Skip to contents

Using Rcpp::Timer together with Rcpp::sourceCpp is similar to using it in an R package (c.f. vignette("packages")). However, instead of linking to rcpptimer in the DESCRIPTION file, we declare this dependency in the C++ file.
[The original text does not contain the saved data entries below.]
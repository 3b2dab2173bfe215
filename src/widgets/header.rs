//! One-line header above the panels.

use crate::ansi::{self, bold};
use crate::format::{format_duration, pad_right};
use crate::snapshot::SystemInfo;

use super::PanelStyle;

/// Host name, uptime, load average and process count, padded to `width`.
#[must_use]
pub fn header_line(system: &SystemInfo, process_count: usize, width: usize, style: &PanelStyle<'_>) -> String {
    let theme = style.theme;
    let host = if system.hostname.is_empty() { "localhost" } else { system.hostname.as_str() };

    let mut parts = vec![bold(host, theme.title)];
    if system.uptime_secs > 0 {
        parts.push(format!("{} {}", style.dim("up"), format_duration(system.uptime_secs)));
    }
    if let Some([one, five, fifteen]) = system.load_average {
        parts.push(format!("{} {one:.2} {five:.2} {fifteen:.2}", style.dim("load")));
    }
    parts.push(format!("{process_count} {}", style.dim("procs")));

    let line = format!(" {}", parts.join("   "));
    pad_right(&ansi::truncate(&line, width), width)
}

#[cfg(test)]
mod tests {
    use super::*;
    use crate::ansi::{strip, visual_width};
    use crate::layout::BorderStyle;
    use crate::theme::Theme;

    #[test]
    fn test_header_fields() {
        let theme = Theme::default();
        let style = PanelStyle::new(&theme, BorderStyle::Single);
        let system = SystemInfo {
            hostname: "box".to_string(),
            uptime_secs: 90_000,
            load_average: Some([1.0, 0.5, 0.25]),
            ..Default::default()
        };
        let line = header_line(&system, 312, 80, &style);
        assert_eq!(strip(&line).trim_end(), " box   up 1d 1h   load 1.00 0.50 0.25   312 procs");
        assert_eq!(visual_width(&line), 80);
    }

    #[test]
    fn test_header_defaults_and_truncation() {
        let theme = Theme::default();
        let style = PanelStyle::new(&theme, BorderStyle::Single);
        let line = header_line(&SystemInfo::default(), 0, 12, &style);
        assert_eq!(visual_width(&line), 12);
        assert!(strip(&line).starts_with(" localhost"));
    }
}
We can do this by adding //[[Rcpp::depends(rcpptimer)]]. In the following, find a simple example file called ‘fibonacci_omp.cpp’:

// fibonacci_omp.cpp

//[[Rcpp::depends(rcpptimer)]]
#include <rcpptimer.h>

long int fib(long int n)
{
  return ((n <= 1) ? n : fib(n - 1) + fib(n - 2));
}

//[[Rcpp::export]]
std::vector<long int> fibonacci_omp(std::vector<long int> n)
{
  Rcpp::Timer timer;
  // This scoped timer measures the total execution time of 'fibonacci'
  Rcpp::Timer::ScopedTimer scpdtmr(timer, "fib_body");
  std::vector<long int> results = n;
#pragma omp parallel for
  for (unsigned int i = 0; i < n.size(); ++i)
  {
    timer.tic("fib_" + std::to_string(n[i]));
    results[i] = fib(n[i]);
    timer.toc("fib_" + std::to_string(n[i]));
  }
  return (results);
}

Place that file in your working directory and run:

Rcpp::sourceCpp("fibonacci_omp.cpp")

This will compile the C++ code and load the function fibonacci_omp into your R environment. You can now call it with fibonacci_omp(n = rep(20:25, 10)) and observe the timings by executing print(times).